Die Olympischen Spiele 1972, das direkte Aufeinandertreffen der beiden deutschen Mannschaften, ziehen das besonders an. Auch Rosendahl wurde dazu befragt. „Zu unserer Zeit wurde mal über Aufputschmittel geredet. Aber von Anabolika habe ich zu meiner Zeit nichts gewusst. Mir wurde so was nie angeboten“, sagt sie. Indizien, die auf das Gegenteil schließen lassen, gibt es nicht. Und in welchen Archiven sollen sie noch zu finden sein? Viele Quellen sind ausgewertet, viele Akten auch schon vernichtet, manche Zeitzeugen gestorben.
So bleibt es eine Glaubensfrage, ob nicht tatsächlich auch die Tagesform oder etwas Anderes, Natürliches dieses olympische Finale entscheiden konnten. Und jeder muss selbst entscheiden, ob er in diesem Fall die Unschuldsvermutung anwendet oder sich die Haltung zu eigen macht, die inzwischen etwa im Radsport herrscht: der Generalverdacht gegen alle Athleten.
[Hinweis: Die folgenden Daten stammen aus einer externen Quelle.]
//! Invoice composition core: totals, validation, editing state, templates
//! and PDF export.
//!
//! The calculator and validator are pure and never fail; malformed input
//! degrades to `0` or to a field error. Only the edges (settings, drafts,
//! export) return `Result`.

pub mod calculator;
pub mod config;
pub mod draft;
pub mod error;
pub mod export;
pub mod format;
pub mod logging;
pub mod model;
pub mod state;
pub mod template;
pub mod validator;

pub use calculator::{TAX_RATE, compute_totals, line_total, to_number};
pub use error::{ConfigError, DraftError, ExportError, RenderError};
pub use model::{Invoice, InvoiceHeader, LineItem, LineItemId, Party, Totals};
pub use state::{Action, HeaderEdit, InvoiceState, apply_edit};
pub use template::Template;
pub use validator::{Classification, FieldKey, ValidationReport, validate};
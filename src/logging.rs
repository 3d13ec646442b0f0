//! Tracing/logging initialization.

use tracing_subscriber::EnvFilter;

/// Install a stderr subscriber filtered by `RUST_LOG` (default `warn`).
///
/// Safe to call multiple times (subsequent calls are no-ops).
pub fn init() {
    let filter = EnvFilter::try_from_default_env().unwrap_or_else(|_| EnvFilter::new("warn"));

    let _ = tracing_subscriber::fmt()
        .with_env_filter(filter)
        .with_writer(std::io::stderr)
        .with_target(false)
        .try_init();
}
Einige wenige westdeutsche Athleten haben schon Doping gestanden. Der frühere Sprinter Manfred Ommer tat dies 1977. „Bei meinem ersten Länderkampf, der EM 1971 in Helsinki, saßen wir auf der Tribüne, und wir konnten das Scheißlied nicht mehr hören, das war die Hymne der DDR. Dann gehst du zu deinem Arzt und sagst: Warum haben wir nicht die Pillen?“, erzählte er noch einmal in der vergangenen Woche. Über die Freiburger Sportmedizin, die im Westdoping eine Hauptrolle spielte, sagte er: „Das waren richtige Pilgerfahrten. Im Wartezimmer hat man alles gesehen, was Rang und Namen hatte, aus verschiedenen Sportarten. Und jeder wusste, warum man hier war.“
Die jüngste Forschung hat einige interessante Details gebracht, wie den Verdacht, dass möglicherweise an Minderjährigen Anabolikaversuche durchgeführt worden sein könnten. Neue Gewissheiten gibt es aber nicht. Ein Wert der Studie liegt daher wohl in der Aufforderung an den westdeutschen Sport, Kontinuitäten weiter aufzudecken und sich von ihnen zu lösen. Denn während im Osten Trainer, Ärzte und Funktionäre bestraft und aus dem Sport entfernt wurden, hat dieser Prozess im Westen nie stattgefunden. Er ist bislang an der Selbstgerechtigkeit gescheitert.